Il Palazzo Cinese di Oranienbaum è l’unica residenza settecentesca in Russia ad aver conservato un numero straordinario di opere italiane. Così nel “salottino lilla” troviamo Venere e Adone di Pietro Rotari (1707-1762) e Angelica e Medoro di Giambettino Cignaroli (1706-1770), entrambi allievi di Antonio Balestra (1666-1740) e che, prima del rientro nella città scaligera, ebbero modo di formarsi a Venezia, studiando Veronese e Tiziano. Cignaroli non soggiornò mai in Russia, al contrario di Rotari e di un altro protagonista del salotto in questione: Stefano Torelli (1712-1784), originario di Bologna e sostituto, in qualità di pittore di corte pietroburghese, dello scomparso Rotari. Tra le sue opere nel Palazzo Cinese troviamo Marte, Venere, Il giorno che scaccia la notte e Selene ed Endimione; quest’ultima, senz’altro, uno dei migliori esempi della matura produzione torelliana. Un’altra sua tela si trova nella Sala delle Muse e raffigura Il trionfo di Venere. Vi è poi Orfeo che saluta il sole del veneziano Francesco Zugno (1709-1787), allievo di Giambattista Tiepolo (1696-1770), fortemente influenzato da Sebastiano Ricci (1659-1734), e Urania che insegna a un giovane di Domenico Maggiotto (1712-1794), anch’egli veneziano nonché allievo di Giovanni Battista Piazzetta (1683-1754).

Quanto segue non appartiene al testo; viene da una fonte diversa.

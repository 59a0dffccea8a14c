//! Operator command surface
//!
//! Commands arrive as chat-style text (`!channels disabled`) from an
//! authenticated author. Only identities held by [`AdminSettings`] may run
//! them; replies are plain text rendered by the notifier's summary builders.

use crate::config::AdminConfig;
use crate::error::{RegistryError, Result};
use crate::models::ChannelStatus;
use crate::notifier::{self, ChannelStats, NotificationDispatcher, Severity};
use crate::store::ChannelStore;
use crate::tester::ChannelTester;
use parking_lot::RwLock;
use std::collections::BTreeSet;
use std::sync::Arc;
use tracing::{error, info, warn};

const HELP: &str = "Available commands:
!testall - Test all channels
!channels [status] - List channels, optionally only those with a status
!stats - Show channel statistics
!addadmin <user_id> - Add an admin
!removeadmin <user_id> - Remove an admin
!help - Show this help message";

/// Operator identities and bot token, owned by the process root
#[derive(Debug, Default)]
pub struct AdminSettings {
    admins: RwLock<BTreeSet<String>>,
    bot_token: Option<String>,
}

impl AdminSettings {
    pub fn new(config: &AdminConfig) -> Self {
        Self {
            admins: RwLock::new(config.admin_ids.iter().cloned().collect()),
            bot_token: config.bot_token.clone().filter(|t| !t.is_empty()),
        }
    }

    pub fn is_admin(&self, id: &str) -> bool {
        self.admins.read().contains(id)
    }

    /// Returns false when `id` was already an admin
    pub fn add_admin(&self, id: &str) -> bool {
        self.admins.write().insert(id.to_string())
    }

    /// Returns false when `id` was not an admin
    pub fn remove_admin(&self, id: &str) -> bool {
        self.admins.write().remove(id)
    }

    pub fn admins(&self) -> Vec<String> {
        self.admins.read().iter().cloned().collect()
    }

    /// Credential attached to webhook deliveries; blank tokens count as unset
    pub fn bot_token(&self) -> Option<String> {
        self.bot_token.clone()
    }
}

#[derive(Debug, Clone, PartialEq, Eq)]
pub enum AdminCommand {
    TestAll,
    Channels(Option<ChannelStatus>),
    Stats,
    AddAdmin(String),
    RemoveAdmin(String),
    Help,
}

impl AdminCommand {
    /// Parse a command line.
    ///
    /// Text that is not a known command yields `Ok(None)`; a known command
    /// with the wrong arguments yields a validation error carrying its usage.
    pub fn parse(text: &str) -> Result<Option<Self>> {
        let parts: Vec<&str> = text.split_whitespace().collect();
        let Some(first) = parts.first() else {
            return Ok(None);
        };
        let args = &parts[1..];

        let command = match first.to_ascii_lowercase().as_str() {
            "!testall" => AdminCommand::TestAll,
            "!stats" => AdminCommand::Stats,
            "!help" => AdminCommand::Help,
            "!channels" => match args {
                [] => AdminCommand::Channels(None),
                [status] => AdminCommand::Channels(Some(
                    status
                        .parse()
                        .map_err(|e: String| usage("!channels [status]", e))?,
                )),
                _ => return Err(usage("!channels [status]", "too many arguments")),
            },
            "!addadmin" => match args {
                [id] => AdminCommand::AddAdmin(id.to_string()),
                _ => return Err(usage("!addadmin <user_id>", "expected one user id")),
            },
            "!removeadmin" => match args {
                [id] => AdminCommand::RemoveAdmin(id.to_string()),
                _ => return Err(usage("!removeadmin <user_id>", "expected one user id")),
            },
            _ => return Ok(None),
        };

        Ok(Some(command))
    }
}

fn usage(usage: &str, detail: impl Into<String>) -> RegistryError {
    RegistryError::validation("command", format!("{} (usage: {})", detail.into(), usage))
}

/// Executes operator commands against the registry
#[derive(Clone)]
pub struct AdminConsole {
    settings: Arc<AdminSettings>,
    store: Arc<dyn ChannelStore>,
    tester: ChannelTester,
    dispatcher: NotificationDispatcher,
}

impl AdminConsole {
    pub fn new(
        settings: Arc<AdminSettings>,
        store: Arc<dyn ChannelStore>,
        tester: ChannelTester,
        dispatcher: NotificationDispatcher,
    ) -> Self {
        Self {
            settings,
            store,
            tester,
            dispatcher,
        }
    }

    /// Reply to a message, or `None` when the message is not a command
    pub async fn handle(&self, author: &str, text: &str) -> Option<String> {
        let command = match AdminCommand::parse(text) {
            Ok(Some(command)) => command,
            Ok(None) => return None,
            Err(e) if !self.settings.is_admin(author) => {
                warn!("Rejected malformed command from non-admin {}: {}", author, e);
                return Some("You don't have permission to use this bot.".to_string());
            }
            Err(RegistryError::Validation { message, .. }) => return Some(message),
            Err(e) => return Some(e.to_string()),
        };

        if !self.settings.is_admin(author) {
            warn!("Rejected {:?} from non-admin {}", command, author);
            return Some("You don't have permission to use this bot.".to_string());
        }

        info!("Running {:?} for {}", command, author);
        Some(self.execute(command).await)
    }

    async fn execute(&self, command: AdminCommand) -> String {
        match command {
            AdminCommand::TestAll => {
                let console = self.clone();
                tokio::spawn(async move { console.run_test_pass().await });
                "Testing all channels... You will be notified of the results.".to_string()
            }
            AdminCommand::Channels(status) => match self.store.list(0, 0, true, false).await {
                Ok(channels) => notifier::channel_listing(&channels, status),
                Err(e) => format!("Error getting channels: {}", e),
            },
            AdminCommand::Stats => match self.store.list(0, 0, true, false).await {
                Ok(channels) => ChannelStats::from_channels(&channels).render(),
                Err(e) => format!("Error getting channels: {}", e),
            },
            AdminCommand::AddAdmin(id) => {
                if self.settings.add_admin(&id) {
                    format!("Added user {} as admin", id)
                } else {
                    format!("User {} is already an admin", id)
                }
            }
            AdminCommand::RemoveAdmin(id) => {
                if self.settings.remove_admin(&id) {
                    format!("Removed user {} from admins", id)
                } else {
                    format!("User {} is not an admin", id)
                }
            }
            AdminCommand::Help => HELP.to_string(),
        }
    }

    /// Test every channel and report the outcome through the dispatcher
    pub async fn run_test_pass(&self) {
        match self.tester.test_all(true).await {
            Ok(report) => {
                let severity = if report.failed > 0 {
                    Severity::Warning
                } else {
                    Severity::Info
                };
                self.dispatcher
                    .broadcast(
                        "Channel test finished",
                        &notifier::render_test_report(&report),
                        severity,
                    )
                    .await;
            }
            Err(e) => {
                error!("Channel test pass failed: {}", e);
                self.dispatcher
                    .broadcast(
                        "Channel test failed",
                        &format!("Error testing channels: {}", e),
                        Severity::Critical,
                    )
                    .await;
            }
        }
    }
}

Il soffitto del boudoir della zarina è decorato con Psiche e Flora di Jacopo Guarana (1720-1808), formatosi nella città lagunare e autore degli affreschi di Ca’ Rezzonico; il gabinetto di Paolo, a sua volta, ospita un’Allegoria della Geometria di Gaspare Diziani (1689-1767), un bellunese anch’egli formatosi a Venezia. Un’altra opera allegorica di Diziani, La Fortuna che allontana la Gelosia, decora il soffitto del citato Gabinetto delle perline di vetro. Tra le opere più note del palazzo vi è l’Unione tra Europa e Asia di Serafino Barozzi sulla volta del Gran gabinetto cinese, nonché un tavolo in pietre dure, ispirato alle “cineserie”, su disegno dell’orafo e mosaicista Jacopo Martino (1716-1793).

Serafino Barozzi, Unione tra Europa e Asia, Palazzo Cinese, Reggia di Oranienbaum

Jacopo Guarana, Sacrificio cinese, Palazzo Cinese, Reggia di Oranienbaum

Infine, la cosiddetta “Sala grande” conservava un Marte al riposo di Giambattista Tiepolo, andata perduta nel primo Novecento.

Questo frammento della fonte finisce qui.